### PROBLEM TO WORK ON
Among the entries that follow, some lines contain the word "Result". Show all of them.

-------- SOURCE MATERIAL --------

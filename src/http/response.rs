//! HTTP response representation, parsing and serialization.

use tokio::io::AsyncRead;

use crate::http::{codec, Headers, HttpError};

/// A parsed HTTP/1.1 response.
#[derive(Debug, Clone, PartialEq, Eq)]
pub struct HttpResponse {
    pub version: String,
    pub status_code: u16,
    pub reason: String,
    pub headers: Headers,
    pub body: Vec<u8>,
}

impl HttpResponse {
    /// Read one response off the stream. A response with no framing headers
    /// runs to end of stream.
    pub async fn read_from<R>(stream: &mut R) -> Result<Self, HttpError>
    where
        R: AsyncRead + Unpin,
    {
        let mut buf = Vec::new();
        let head_end = codec::read_head(stream, &mut buf).await?;
        let head = std::str::from_utf8(&buf[..head_end])
            .map_err(|_| HttpError::Parse("message head is not valid UTF-8".to_string()))?;
        let mut response = Self::parse_head(head)?;

        let rest = buf[head_end + 4..].to_vec();
        let framing = codec::body_framing(&response.headers, true)?;
        response.body = codec::read_body(stream, rest, framing).await?;
        Ok(response)
    }

    /// Parse the status line and header block. The body starts empty.
    fn parse_head(head: &str) -> Result<Self, HttpError> {
        let mut lines = head.split("\r\n");
        let start = lines
            .next()
            .ok_or_else(|| HttpError::Parse("empty response head".to_string()))?;

        let mut parts = start.splitn(3, ' ');
        let version = parts
            .next()
            .filter(|v| !v.is_empty())
            .ok_or_else(|| HttpError::Parse(format!("invalid status line: {start:?}")))?;
        let status_code = parts
            .next()
            .and_then(|code| code.parse::<u16>().ok())
            .ok_or_else(|| HttpError::Parse(format!("invalid status code in: {start:?}")))?;
        let reason = parts.next().unwrap_or("").trim().to_string();

        Ok(Self {
            version: version.to_string(),
            status_code,
            reason,
            headers: codec::parse_header_lines(lines),
            body: Vec::new(),
        })
    }

    /// Case-insensitive header lookup.
    pub fn header(&self, name: &str) -> Option<&str> {
        codec::header_get(&self.headers, name)
    }

    /// Serialize to wire bytes: status line, headers in map order, CRLF,
    /// body verbatim.
    pub fn to_bytes(&self) -> Vec<u8> {
        let mut out = Vec::with_capacity(128 + self.body.len());
        out.extend_from_slice(
            format!("{} {} {}\r\n", self.version, self.status_code, self.reason).as_bytes(),
        );
        for (name, value) in &self.headers {
            out.extend_from_slice(format!("{name}: {value}\r\n").as_bytes());
        }
        out.extend_from_slice(b"\r\n");
        out.extend_from_slice(&self.body);
        out
    }

    /// A plain-text error response whose body equals the reason phrase.
    fn canned(status_code: u16, reason: &str) -> Self {
        let body = reason.as_bytes().to_vec();
        let mut headers = Headers::new();
        headers.insert("Content-Type".to_string(), "text/plain".to_string());
        headers.insert("Content-Length".to_string(), body.len().to_string());
        Self {
            version: "HTTP/1.1".to_string(),
            status_code,
            reason: reason.to_string(),
            headers,
            body,
        }
    }

    pub fn not_found() -> Self {
        Self::canned(404, "Not Found")
    }

    pub fn internal_server_error() -> Self {
        Self::canned(500, "Internal Server Error")
    }

    pub fn bad_gateway() -> Self {
        Self::canned(502, "Bad Gateway")
    }

    pub fn service_unavailable() -> Self {
        Self::canned(503, "Service Unavailable")
    }

    pub fn gateway_timeout() -> Self {
        Self::canned(504, "Gateway Timeout")
    }
}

--------

### WRITTEN RESPONSE
    pub async fn read_from<R>(stream: &mut R) -> Result<Self, HttpError>
    fn parse_head(head: &str) -> Result<Self, HttpError> {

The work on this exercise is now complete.